### What to work on
When you reach the line that contains "pub fn with_default_url()" in the data below, start reproducing lines exactly, and stop after the line that contains "impl AnalyticsClient for".

** Dataset records follows **

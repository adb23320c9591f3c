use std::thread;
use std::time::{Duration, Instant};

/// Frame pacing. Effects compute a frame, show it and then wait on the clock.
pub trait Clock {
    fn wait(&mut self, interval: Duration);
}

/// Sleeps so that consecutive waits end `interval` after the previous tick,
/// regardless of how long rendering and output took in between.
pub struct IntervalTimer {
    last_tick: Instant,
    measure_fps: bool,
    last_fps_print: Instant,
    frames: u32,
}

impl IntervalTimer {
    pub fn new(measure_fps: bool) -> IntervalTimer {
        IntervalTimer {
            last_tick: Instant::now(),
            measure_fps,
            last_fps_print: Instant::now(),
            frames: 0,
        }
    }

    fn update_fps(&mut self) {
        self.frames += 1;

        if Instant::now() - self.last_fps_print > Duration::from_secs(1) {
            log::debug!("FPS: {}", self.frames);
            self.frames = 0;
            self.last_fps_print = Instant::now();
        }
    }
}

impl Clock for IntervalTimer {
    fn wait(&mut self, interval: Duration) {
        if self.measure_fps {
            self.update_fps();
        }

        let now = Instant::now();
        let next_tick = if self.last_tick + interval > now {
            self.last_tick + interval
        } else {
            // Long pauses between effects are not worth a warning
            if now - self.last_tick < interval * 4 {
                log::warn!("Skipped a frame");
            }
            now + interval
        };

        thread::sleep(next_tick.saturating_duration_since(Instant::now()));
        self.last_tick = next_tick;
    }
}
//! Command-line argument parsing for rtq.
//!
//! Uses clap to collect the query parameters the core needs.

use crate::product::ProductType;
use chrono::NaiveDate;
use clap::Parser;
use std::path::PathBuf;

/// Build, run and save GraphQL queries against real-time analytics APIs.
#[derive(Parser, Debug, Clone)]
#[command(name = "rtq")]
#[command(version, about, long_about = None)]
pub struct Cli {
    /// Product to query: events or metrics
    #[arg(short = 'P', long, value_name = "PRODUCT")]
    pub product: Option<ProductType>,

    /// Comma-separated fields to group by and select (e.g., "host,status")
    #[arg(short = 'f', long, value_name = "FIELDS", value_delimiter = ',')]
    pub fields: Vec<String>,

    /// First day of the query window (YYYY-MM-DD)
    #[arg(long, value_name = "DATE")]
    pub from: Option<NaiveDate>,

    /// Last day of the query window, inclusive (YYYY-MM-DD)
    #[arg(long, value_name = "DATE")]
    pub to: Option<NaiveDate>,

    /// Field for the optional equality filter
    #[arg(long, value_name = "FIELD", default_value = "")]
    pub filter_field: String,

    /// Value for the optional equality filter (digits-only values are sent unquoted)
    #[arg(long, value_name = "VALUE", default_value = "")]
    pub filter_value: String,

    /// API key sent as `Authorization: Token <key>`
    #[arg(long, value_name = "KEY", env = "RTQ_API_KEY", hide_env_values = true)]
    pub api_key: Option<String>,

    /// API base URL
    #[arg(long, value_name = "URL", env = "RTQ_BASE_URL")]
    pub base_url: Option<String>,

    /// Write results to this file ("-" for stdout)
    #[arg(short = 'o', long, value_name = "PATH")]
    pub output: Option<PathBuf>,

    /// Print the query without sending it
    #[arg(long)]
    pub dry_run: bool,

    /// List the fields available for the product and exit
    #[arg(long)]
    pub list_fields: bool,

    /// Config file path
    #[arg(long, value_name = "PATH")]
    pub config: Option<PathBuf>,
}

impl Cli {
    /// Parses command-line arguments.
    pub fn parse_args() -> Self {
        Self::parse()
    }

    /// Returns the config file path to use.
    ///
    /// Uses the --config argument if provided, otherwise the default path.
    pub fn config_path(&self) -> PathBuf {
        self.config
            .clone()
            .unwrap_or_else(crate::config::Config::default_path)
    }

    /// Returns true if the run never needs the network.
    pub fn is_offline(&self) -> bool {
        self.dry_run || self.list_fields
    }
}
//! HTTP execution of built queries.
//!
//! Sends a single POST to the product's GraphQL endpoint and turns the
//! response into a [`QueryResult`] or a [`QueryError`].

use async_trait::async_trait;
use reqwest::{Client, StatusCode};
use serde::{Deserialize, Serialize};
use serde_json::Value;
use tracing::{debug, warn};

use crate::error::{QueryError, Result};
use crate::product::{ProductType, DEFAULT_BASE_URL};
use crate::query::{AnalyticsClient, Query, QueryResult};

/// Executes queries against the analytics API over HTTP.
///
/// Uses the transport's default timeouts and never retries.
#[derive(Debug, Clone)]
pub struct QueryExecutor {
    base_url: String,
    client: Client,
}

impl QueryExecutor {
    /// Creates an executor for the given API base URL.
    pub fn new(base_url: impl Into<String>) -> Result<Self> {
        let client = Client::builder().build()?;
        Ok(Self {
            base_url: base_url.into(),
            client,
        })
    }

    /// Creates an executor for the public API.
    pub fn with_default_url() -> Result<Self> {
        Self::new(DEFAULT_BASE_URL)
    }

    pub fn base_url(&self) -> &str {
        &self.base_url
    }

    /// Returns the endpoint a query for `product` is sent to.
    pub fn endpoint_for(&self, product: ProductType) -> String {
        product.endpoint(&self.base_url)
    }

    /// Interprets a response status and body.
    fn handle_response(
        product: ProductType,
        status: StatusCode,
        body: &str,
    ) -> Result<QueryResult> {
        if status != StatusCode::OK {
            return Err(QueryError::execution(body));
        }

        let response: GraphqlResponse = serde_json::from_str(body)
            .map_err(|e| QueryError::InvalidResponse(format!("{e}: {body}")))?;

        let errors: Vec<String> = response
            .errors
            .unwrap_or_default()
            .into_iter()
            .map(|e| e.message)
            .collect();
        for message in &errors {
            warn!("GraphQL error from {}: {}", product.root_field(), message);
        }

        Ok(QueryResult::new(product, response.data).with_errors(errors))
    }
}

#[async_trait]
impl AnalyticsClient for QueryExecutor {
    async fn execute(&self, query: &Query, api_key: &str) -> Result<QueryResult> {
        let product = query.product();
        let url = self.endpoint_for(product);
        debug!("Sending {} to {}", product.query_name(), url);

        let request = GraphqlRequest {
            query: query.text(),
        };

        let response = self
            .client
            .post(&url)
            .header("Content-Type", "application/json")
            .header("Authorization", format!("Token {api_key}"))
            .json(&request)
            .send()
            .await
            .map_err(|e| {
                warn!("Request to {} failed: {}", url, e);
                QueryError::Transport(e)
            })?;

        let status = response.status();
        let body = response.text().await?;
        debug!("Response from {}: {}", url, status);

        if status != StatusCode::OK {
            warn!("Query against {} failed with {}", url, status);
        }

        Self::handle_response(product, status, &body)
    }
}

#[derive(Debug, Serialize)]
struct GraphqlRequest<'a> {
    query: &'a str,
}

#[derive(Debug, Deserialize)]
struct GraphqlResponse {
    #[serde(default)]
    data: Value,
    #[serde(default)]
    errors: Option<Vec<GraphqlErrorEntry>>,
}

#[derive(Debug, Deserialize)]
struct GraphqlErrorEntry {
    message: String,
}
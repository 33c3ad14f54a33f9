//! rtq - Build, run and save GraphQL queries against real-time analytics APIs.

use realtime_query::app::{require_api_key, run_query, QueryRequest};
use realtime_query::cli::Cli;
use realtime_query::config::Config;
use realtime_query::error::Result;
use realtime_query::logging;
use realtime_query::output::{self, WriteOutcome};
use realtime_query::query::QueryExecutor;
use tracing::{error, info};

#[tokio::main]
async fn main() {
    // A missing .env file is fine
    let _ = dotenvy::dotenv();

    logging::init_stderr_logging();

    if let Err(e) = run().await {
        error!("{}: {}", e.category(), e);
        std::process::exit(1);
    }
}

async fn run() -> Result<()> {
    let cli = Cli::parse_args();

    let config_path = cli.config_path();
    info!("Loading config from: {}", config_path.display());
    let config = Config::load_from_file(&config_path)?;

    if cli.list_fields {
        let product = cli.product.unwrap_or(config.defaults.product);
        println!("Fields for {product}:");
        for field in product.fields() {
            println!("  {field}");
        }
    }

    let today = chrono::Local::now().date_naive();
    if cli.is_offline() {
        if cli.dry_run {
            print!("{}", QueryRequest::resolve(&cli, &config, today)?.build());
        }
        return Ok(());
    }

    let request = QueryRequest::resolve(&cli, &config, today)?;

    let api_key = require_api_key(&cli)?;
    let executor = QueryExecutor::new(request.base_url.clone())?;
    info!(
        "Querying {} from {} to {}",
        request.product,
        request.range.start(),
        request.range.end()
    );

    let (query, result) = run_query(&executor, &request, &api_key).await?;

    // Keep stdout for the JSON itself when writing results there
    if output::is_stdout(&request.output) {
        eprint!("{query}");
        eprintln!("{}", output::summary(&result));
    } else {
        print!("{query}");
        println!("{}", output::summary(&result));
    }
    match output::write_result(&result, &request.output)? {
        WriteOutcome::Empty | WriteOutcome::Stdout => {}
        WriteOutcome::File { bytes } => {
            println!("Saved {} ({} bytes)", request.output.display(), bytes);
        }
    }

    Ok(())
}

** End of Dataset records **

### Solved problem
    pub fn with_default_url() -> Result<Self> {
        Self::new(DEFAULT_BASE_URL)
    }

    pub fn base_url(&self) -> &str {
        &self.base_url
    }

    /// Returns the endpoint a query for `product` is sent to.
    pub fn endpoint_for(&self, product: ProductType) -> String {
        product.endpoint(&self.base_url)
    }

    /// Interprets a response status and body.
    fn handle_response(
        product: ProductType,
        status: StatusCode,
        body: &str,
    ) -> Result<QueryResult> {
        if status != StatusCode::OK {
            return Err(QueryError::execution(body));
        }

        let response: GraphqlResponse = serde_json::from_str(body)
            .map_err(|e| QueryError::InvalidResponse(format!("{e}: {body}")))?;

        let errors: Vec<String> = response
            .errors
            .unwrap_or_default()
            .into_iter()
            .map(|e| e.message)
            .collect();
        for message in &errors {
            warn!("GraphQL error from {}: {}", product.root_field(), message);
        }

        Ok(QueryResult::new(product, response.data).with_errors(errors))
    }
}

#[async_trait]
impl AnalyticsClient for QueryExecutor {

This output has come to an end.